> PROBLEM DESCRIPTION: Find the string "titles" in the records. Copy every line it appears in.

Stored data entries
-.-.-
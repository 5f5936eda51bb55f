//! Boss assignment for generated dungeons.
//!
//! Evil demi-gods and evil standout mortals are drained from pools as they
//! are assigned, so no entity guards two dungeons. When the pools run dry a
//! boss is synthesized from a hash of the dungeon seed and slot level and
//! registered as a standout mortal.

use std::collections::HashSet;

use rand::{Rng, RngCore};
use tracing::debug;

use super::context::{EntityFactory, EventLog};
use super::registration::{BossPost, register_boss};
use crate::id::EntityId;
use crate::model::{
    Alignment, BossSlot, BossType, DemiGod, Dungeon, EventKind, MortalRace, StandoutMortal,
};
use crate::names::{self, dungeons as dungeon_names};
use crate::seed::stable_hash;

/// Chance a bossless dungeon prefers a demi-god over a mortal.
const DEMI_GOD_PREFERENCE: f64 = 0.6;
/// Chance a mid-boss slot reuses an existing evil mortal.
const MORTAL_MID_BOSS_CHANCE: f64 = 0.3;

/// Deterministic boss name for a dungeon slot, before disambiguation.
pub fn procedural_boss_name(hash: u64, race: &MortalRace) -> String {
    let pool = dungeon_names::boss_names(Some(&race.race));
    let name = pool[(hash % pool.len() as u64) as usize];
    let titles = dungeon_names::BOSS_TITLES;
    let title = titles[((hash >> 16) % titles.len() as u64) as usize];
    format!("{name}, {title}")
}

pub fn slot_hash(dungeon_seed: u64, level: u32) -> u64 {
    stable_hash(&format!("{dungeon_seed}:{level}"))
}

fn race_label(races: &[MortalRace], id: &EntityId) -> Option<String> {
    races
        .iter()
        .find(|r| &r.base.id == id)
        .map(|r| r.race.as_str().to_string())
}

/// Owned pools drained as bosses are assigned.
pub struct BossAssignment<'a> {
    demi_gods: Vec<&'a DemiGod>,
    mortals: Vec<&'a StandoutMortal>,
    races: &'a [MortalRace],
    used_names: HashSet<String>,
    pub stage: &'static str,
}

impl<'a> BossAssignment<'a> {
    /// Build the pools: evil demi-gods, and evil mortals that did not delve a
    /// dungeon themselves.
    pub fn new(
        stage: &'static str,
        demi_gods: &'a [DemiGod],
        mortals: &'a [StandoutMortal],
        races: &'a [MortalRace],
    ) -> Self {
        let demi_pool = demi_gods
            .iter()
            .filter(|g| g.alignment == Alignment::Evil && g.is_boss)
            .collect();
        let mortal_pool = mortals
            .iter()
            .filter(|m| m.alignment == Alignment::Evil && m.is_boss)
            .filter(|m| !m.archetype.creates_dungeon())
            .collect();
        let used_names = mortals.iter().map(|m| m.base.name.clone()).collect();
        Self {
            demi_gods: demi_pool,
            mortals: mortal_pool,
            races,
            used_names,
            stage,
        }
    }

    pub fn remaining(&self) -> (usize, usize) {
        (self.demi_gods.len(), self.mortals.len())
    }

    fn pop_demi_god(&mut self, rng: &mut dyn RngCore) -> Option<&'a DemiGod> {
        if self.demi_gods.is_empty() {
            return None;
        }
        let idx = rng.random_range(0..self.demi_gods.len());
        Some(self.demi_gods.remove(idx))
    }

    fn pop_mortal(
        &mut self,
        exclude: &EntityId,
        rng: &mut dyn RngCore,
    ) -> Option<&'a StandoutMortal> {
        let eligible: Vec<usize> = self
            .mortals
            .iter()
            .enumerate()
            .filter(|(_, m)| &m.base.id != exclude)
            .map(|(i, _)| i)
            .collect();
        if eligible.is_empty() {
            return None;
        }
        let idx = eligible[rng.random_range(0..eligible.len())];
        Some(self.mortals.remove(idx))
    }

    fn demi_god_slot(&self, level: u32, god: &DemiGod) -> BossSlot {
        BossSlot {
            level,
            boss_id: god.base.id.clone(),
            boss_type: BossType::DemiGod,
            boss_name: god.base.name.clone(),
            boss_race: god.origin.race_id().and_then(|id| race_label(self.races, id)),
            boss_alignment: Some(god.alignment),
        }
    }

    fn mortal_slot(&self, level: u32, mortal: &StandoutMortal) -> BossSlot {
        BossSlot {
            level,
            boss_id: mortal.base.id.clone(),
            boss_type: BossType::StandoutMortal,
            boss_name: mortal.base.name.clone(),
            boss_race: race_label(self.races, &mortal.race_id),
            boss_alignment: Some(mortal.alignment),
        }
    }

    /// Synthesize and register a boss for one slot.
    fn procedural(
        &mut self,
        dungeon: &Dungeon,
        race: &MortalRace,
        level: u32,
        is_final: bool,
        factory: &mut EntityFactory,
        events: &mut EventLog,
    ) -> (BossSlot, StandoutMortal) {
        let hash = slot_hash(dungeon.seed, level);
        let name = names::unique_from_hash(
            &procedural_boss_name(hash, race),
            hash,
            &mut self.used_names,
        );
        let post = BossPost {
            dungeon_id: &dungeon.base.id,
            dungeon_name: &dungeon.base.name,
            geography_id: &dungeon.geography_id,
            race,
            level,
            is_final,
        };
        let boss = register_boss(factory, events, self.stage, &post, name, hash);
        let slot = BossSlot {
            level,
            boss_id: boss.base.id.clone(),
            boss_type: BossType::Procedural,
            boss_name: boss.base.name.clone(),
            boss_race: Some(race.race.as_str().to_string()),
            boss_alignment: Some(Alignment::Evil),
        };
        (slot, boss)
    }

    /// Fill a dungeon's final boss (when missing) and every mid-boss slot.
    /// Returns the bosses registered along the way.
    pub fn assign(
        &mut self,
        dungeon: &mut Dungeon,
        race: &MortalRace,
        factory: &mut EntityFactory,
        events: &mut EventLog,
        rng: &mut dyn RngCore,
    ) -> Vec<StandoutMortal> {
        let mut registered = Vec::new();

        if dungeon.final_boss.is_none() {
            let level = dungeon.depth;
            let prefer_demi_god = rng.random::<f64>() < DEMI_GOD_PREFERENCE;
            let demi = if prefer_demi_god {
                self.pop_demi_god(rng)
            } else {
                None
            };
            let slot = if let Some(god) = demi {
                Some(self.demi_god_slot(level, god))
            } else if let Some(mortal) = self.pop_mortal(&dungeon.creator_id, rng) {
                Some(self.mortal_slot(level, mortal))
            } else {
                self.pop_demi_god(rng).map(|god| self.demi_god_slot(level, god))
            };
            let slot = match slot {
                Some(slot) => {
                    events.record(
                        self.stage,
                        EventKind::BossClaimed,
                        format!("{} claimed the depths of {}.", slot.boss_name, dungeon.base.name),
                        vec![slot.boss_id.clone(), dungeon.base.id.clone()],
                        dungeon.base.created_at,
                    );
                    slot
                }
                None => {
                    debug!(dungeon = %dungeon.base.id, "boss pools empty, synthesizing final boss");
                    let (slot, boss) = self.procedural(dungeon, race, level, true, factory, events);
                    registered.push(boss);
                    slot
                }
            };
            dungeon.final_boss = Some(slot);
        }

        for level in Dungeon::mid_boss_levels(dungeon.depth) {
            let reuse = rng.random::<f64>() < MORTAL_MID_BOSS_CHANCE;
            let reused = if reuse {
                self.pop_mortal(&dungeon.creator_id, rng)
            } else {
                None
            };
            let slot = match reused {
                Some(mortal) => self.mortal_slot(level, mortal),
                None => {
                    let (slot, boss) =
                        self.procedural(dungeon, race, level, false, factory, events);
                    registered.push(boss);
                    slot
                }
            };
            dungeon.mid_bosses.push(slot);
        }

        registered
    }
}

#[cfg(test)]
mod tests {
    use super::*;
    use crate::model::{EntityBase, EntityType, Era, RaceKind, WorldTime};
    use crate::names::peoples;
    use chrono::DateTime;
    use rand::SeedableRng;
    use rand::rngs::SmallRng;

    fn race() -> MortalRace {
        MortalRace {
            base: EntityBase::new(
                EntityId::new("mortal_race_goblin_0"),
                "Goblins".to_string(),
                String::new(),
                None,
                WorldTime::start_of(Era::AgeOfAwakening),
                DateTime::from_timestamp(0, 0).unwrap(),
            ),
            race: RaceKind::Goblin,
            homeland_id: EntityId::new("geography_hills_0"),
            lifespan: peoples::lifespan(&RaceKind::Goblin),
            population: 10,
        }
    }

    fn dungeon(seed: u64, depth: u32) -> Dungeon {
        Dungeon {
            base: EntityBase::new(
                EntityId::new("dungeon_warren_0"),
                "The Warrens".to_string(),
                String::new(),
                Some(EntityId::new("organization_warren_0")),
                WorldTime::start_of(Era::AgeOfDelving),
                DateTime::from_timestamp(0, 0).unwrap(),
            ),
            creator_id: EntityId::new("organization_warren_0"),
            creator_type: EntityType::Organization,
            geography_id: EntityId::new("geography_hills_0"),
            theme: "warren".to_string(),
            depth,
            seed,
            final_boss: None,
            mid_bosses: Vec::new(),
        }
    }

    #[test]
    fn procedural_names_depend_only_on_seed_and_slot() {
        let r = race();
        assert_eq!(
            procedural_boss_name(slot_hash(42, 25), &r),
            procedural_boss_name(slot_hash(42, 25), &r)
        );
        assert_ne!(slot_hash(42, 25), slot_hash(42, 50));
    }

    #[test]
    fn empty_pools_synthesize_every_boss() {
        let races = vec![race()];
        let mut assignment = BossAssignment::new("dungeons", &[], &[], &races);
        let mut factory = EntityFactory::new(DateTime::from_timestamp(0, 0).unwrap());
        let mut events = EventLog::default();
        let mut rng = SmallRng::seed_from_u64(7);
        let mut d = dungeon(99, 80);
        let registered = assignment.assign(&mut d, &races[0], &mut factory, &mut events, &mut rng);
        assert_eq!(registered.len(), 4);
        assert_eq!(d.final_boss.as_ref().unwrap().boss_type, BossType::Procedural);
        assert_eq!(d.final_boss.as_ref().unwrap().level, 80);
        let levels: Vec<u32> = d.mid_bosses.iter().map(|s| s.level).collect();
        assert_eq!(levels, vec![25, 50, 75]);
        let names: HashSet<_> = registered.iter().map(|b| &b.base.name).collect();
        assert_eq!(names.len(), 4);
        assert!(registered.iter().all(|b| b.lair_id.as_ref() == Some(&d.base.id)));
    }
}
-.-.-
> REPLY:
    let titles = dungeon_names::BOSS_TITLES;
    let title = titles[((hash >> 16) % titles.len() as u64) as usize];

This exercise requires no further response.